(DATA SUPPLIED)

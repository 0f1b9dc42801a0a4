// Copyright 2025-Present Datadog, Inc. https://www.datadoghq.com/
// SPDX-License-Identifier: Apache-2.0

//! X-Ray remote OTel Sampler

use std::{sync::Arc, time::Duration};

use opentelemetry::trace::{SamplingDecision, SamplingResult, TraceContextExt};
use opentelemetry_sdk::{trace::ShouldSample, Resource};
use xray_sampling::{Config, RemoteSampler, SamplerError};

use crate::otel_mappings::{resource_from_otel, OtelAttributes};

/// OpenTelemetry sampler following the X-Ray centralized sampling rules.
///
/// Child spans follow the sampling decision of their parent. Root spans are decided by the
/// wrapped [`RemoteSampler`], sampled requests are recorded and exported while the others
/// are dropped.
#[derive(Debug, Clone)]
pub struct XrayRemoteSampler {
    sampler: Arc<RemoteSampler>,
}

impl XrayRemoteSampler {
    /// Creates a sampler polling the collector of `config` for the service described by
    /// `resource`
    pub fn new(config: &Config, resource: &Resource) -> Result<Self, SamplerError> {
        Ok(Self::from_remote_sampler(RemoteSampler::new(
            config,
            resource_from_otel(resource),
        )?))
    }

    pub fn from_remote_sampler(sampler: RemoteSampler) -> Self {
        Self {
            sampler: Arc::new(sampler),
        }
    }

    pub fn remote_sampler(&self) -> &RemoteSampler {
        &self.sampler
    }

    /// Stops the background polling without waiting for it. Decisions keep using the last
    /// known rules.
    pub fn stop_pollers(&self) {
        self.sampler.trigger_shutdown();
    }

    /// Stops the background polling and waits for it to finish
    pub fn shutdown(&self, timeout: Duration) -> Result<(), SamplerError> {
        self.sampler.shutdown(timeout)
    }
}

impl ShouldSample for XrayRemoteSampler {
    fn should_sample(
        &self,
        parent_context: Option<&opentelemetry::Context>,
        trace_id: opentelemetry::trace::TraceId,
        _name: &str,
        _span_kind: &opentelemetry::trace::SpanKind,
        attributes: &[opentelemetry::KeyValue],
        _links: &[opentelemetry::trace::Link],
    ) -> SamplingResult {
        let is_parent_sampled = parent_context
            .filter(|c| c.has_active_span())
            .map(|c| c.span().span_context().trace_flags().is_sampled());

        let is_sampled = match is_parent_sampled {
            Some(sampled) => sampled,
            None => self
                .sampler
                .should_sample(&trace_id.to_bytes(), &OtelAttributes(attributes))
                .is_sampled(),
        };

        SamplingResult {
            decision: if is_sampled {
                SamplingDecision::RecordAndSample
            } else {
                SamplingDecision::Drop
            },
            attributes: Vec::new(),
            trace_state: parent_context
                .map(|c| c.span().span_context().trace_state().clone())
                .unwrap_or_default(),
        }
    }
}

(End DATA SUPPLIED)

Report only the number of lines that hold the string "Stops" in this listing.

**REPLY TO THE EXERCISE**
2